A bunch of kids popping pills and getting high didn’t sound that attractive, but Paige was being friendly and it reminded Becca of times sitting in the coffee bar at college with her friend Ashley, chatting, texting, as people came and joined them, left, came back – just best friends in a circle of friends. She’d never had that before. At school, the kids had been wary. Becca was a known troublemaker and ready with her fists. She hadn’t really had friends, not even when she calmed down. But college had been a new start, and . . .
‘ . . . Saturday nights.’ Paige had been talking about parties again.
‘Sounds cool.’
‘So I’ll text you, then?’
‘Yeah, co—’
‘You. Paige. Come on – what you waiting for?’
Becca looked up. Liam was at the door of the café watching them. He started to come across as Paige got to her feet. ‘Yeah, yeah,’ she said. ‘I’m coming.’ She smiled at Becca. ‘See you.’
They both disappeared into the hall.
Becca didn’t like the look of that. There had been a bullying note in Liam’s voice, and though Paige hadn’t seemed concerned, she’d looked back as Liam led her out. Becca stood up, not sure what she planned to do, but as she reached the café door, Neil came out of his office and saw her. ‘There you are.’ As if he’d been looking for her for hours. ‘Have you got a minute?’
‘I just want to . . .’ But Liam and Paige had vanished. ‘Yeah. OK.’
She followed Neil into his office, wondering what she’d done wrong now. He gestured her towards a chair and sat down himself. ‘Just a quick chat, Becca. Are you settling down? Is your flat OK?’ He threw the questions at her as if he didn’t really want an answer.
‘Yes. Fine. I’m fine.’ How could she start to explain? She wouldn’t talk about anything to Neil anyway. She’d had it up to here with social workers like him.
‘Well, now you’re at the end of your four-week trial, I just wanted to tell you that we’re happy with you, so if you’re happy with us . . .?’
‘I’m . . . yeah. Great.’ Her smile felt a bit forced. It was nice to be told she was doing something right, but . . . if they’d been unhappy with her, if they’d asked her to leave, then she’d have had no choice. She could go. Now she’d have to stay.
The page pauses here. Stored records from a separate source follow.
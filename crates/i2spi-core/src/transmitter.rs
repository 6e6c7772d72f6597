//! Mode-0 SPI controller for single-byte transfers.
//!
//! Timing is counted in half periods of `divisor` ticks: one for setup with
//! the MSB already on MOSI, sixteen for the eight clocks, one for hold.
//! Chip-select is therefore low for exactly `18 * divisor` ticks.

use log::debug;

#[derive(Debug, Clone, Copy, PartialEq, Eq)]
pub enum TxState {
    Idle,
    Setup,
    Transfer,
    Hold,
}

#[derive(Debug, Clone, PartialEq, Eq)]
pub struct SpiTransmitter {
    divisor: u16,
    state: TxState,
    ticks: u16,
    /// Bits sampled from MISO in the current transfer.
    bits: u8,
    tx_shift: u8,
    rx_shift: u8,
    received: u8,
    sclk: bool,
    mosi: bool,
    cs_n: bool,
    done: bool,
}

impl SpiTransmitter {
    pub fn new(divisor: u16) -> Self {
        Self {
            divisor: divisor.max(1),
            state: TxState::Idle,
            ticks: 0,
            bits: 0,
            tx_shift: 0,
            rx_shift: 0,
            received: 0,
            sclk: false,
            mosi: false,
            cs_n: true,
            done: false,
        }
    }

    pub fn reset(&mut self) {
        *self = Self::new(self.divisor);
    }

    pub fn state(&self) -> TxState {
        self.state
    }

    pub fn is_idle(&self) -> bool {
        self.state == TxState::Idle
    }

    pub fn sclk(&self) -> bool {
        self.sclk
    }

    pub fn mosi(&self) -> bool {
        self.mosi
    }

    pub fn cs_n(&self) -> bool {
        self.cs_n
    }

    /// One-tick pulse at the end of the eighth bit.
    pub fn done(&self) -> bool {
        self.done
    }

    /// Byte being (or last) sent.
    pub fn sent(&self) -> u8 {
        self.tx_shift
    }

    /// Byte captured from MISO by the last completed transfer.
    pub fn received(&self) -> u8 {
        self.received
    }

    /// Advances one tick. `start` is ignored unless idle.
    pub fn step(&mut self, start: Option<u8>, miso: bool) {
        self.done = false;

        match self.state {
            TxState::Idle => {
                if let Some(byte) = start {
                    self.tx_shift = byte;
                    self.rx_shift = 0;
                    self.bits = 0;
                    self.ticks = 0;
                    self.cs_n = false;
                    self.mosi = byte & 0x80 != 0;
                    self.state = TxState::Setup;
                }
            }
            TxState::Setup => {
                if self.half_elapsed() {
                    self.rising(miso);
                    self.state = TxState::Transfer;
                }
            }
            TxState::Transfer => {
                if self.half_elapsed() {
                    if self.sclk {
                        self.sclk = false;
                        if self.bits < 8 {
                            self.mosi = (self.tx_shift << self.bits) & 0x80 != 0;
                        }
                    } else if self.bits == 8 {
                        self.received = self.rx_shift;
                        self.done = true;
                        self.state = TxState::Hold;
                        debug!("spi: sent {:#04x}, received {:#04x}", self.tx_shift, self.received);
                    } else {
                        self.rising(miso);
                    }
                }
            }
            TxState::Hold => {
                if self.half_elapsed() {
                    self.cs_n = true;
                    self.mosi = false;
                    self.state = TxState::Idle;
                }
            }
        }
    }

    fn rising(&mut self, miso: bool) {
        self.sclk = true;
        self.rx_shift = self.rx_shift << 1 | miso as u8;
        self.bits += 1;
    }

    fn half_elapsed(&mut self) -> bool {
        if self.ticks + 1 >= self.divisor {
            self.ticks = 0;
            true
        } else {
            self.ticks += 1;
            false
        }
    }
}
And suddenly there was this thing with Liam.
He couldn’t have meant anything . . .
‘Kay told me you were training in health and social care before you came to us. I don’t know what happened –’ he held up his hand – ‘none of my business, Becca, I know. But if you want to do a bit of on-the-job training here – you’re good with the kids, Becca. They talk to you.’
Tell you later . . . Bex.
‘Yeah. Right. That’d be . . . yeah. Great.’
‘I’ll have to go ahead with your CRB check now. We should have done it sooner but there was a bit of an emergency. I’ll deal with that . . . is that OK? You haven’t got a police record or anything have you?’ He laughed as he said it to show it was a joke, and Becca shook her head.
‘No. No police record.’
And that was true.
Wasn’t it?
Chapter 9
Jared opened his eyes. It was freezing. He tried to move. Agony spiked up his leg and through his back. He collapsed onto the mattress, keeping his breathing shallow, his hand fumbling for the morphine pump.
Then he woke up properly. He wasn’t in hospital. He was in a caravan on the deserted site near Flamborough Head. The rain was drumming against the roof. The mattress under him was hard and unforgiving, and the pain had him pinned down. The dark tunnel rushed into his mind, the debris falling, the mask, the thick, stinking water as he dragged himself through it . . .
Shit! God al–fucking–mighty! What had he been thinking of? He’d never have taken that kind of risk, never have gone into that side tunnel on his own without the right equipment, not before his accident. What was he trying to prove? What a dick he was? If that roof had caved in, he could still be lying there, still alive, still conscious, still trapped, waiting for the rest to come down and suffocate him slowly in mud . . .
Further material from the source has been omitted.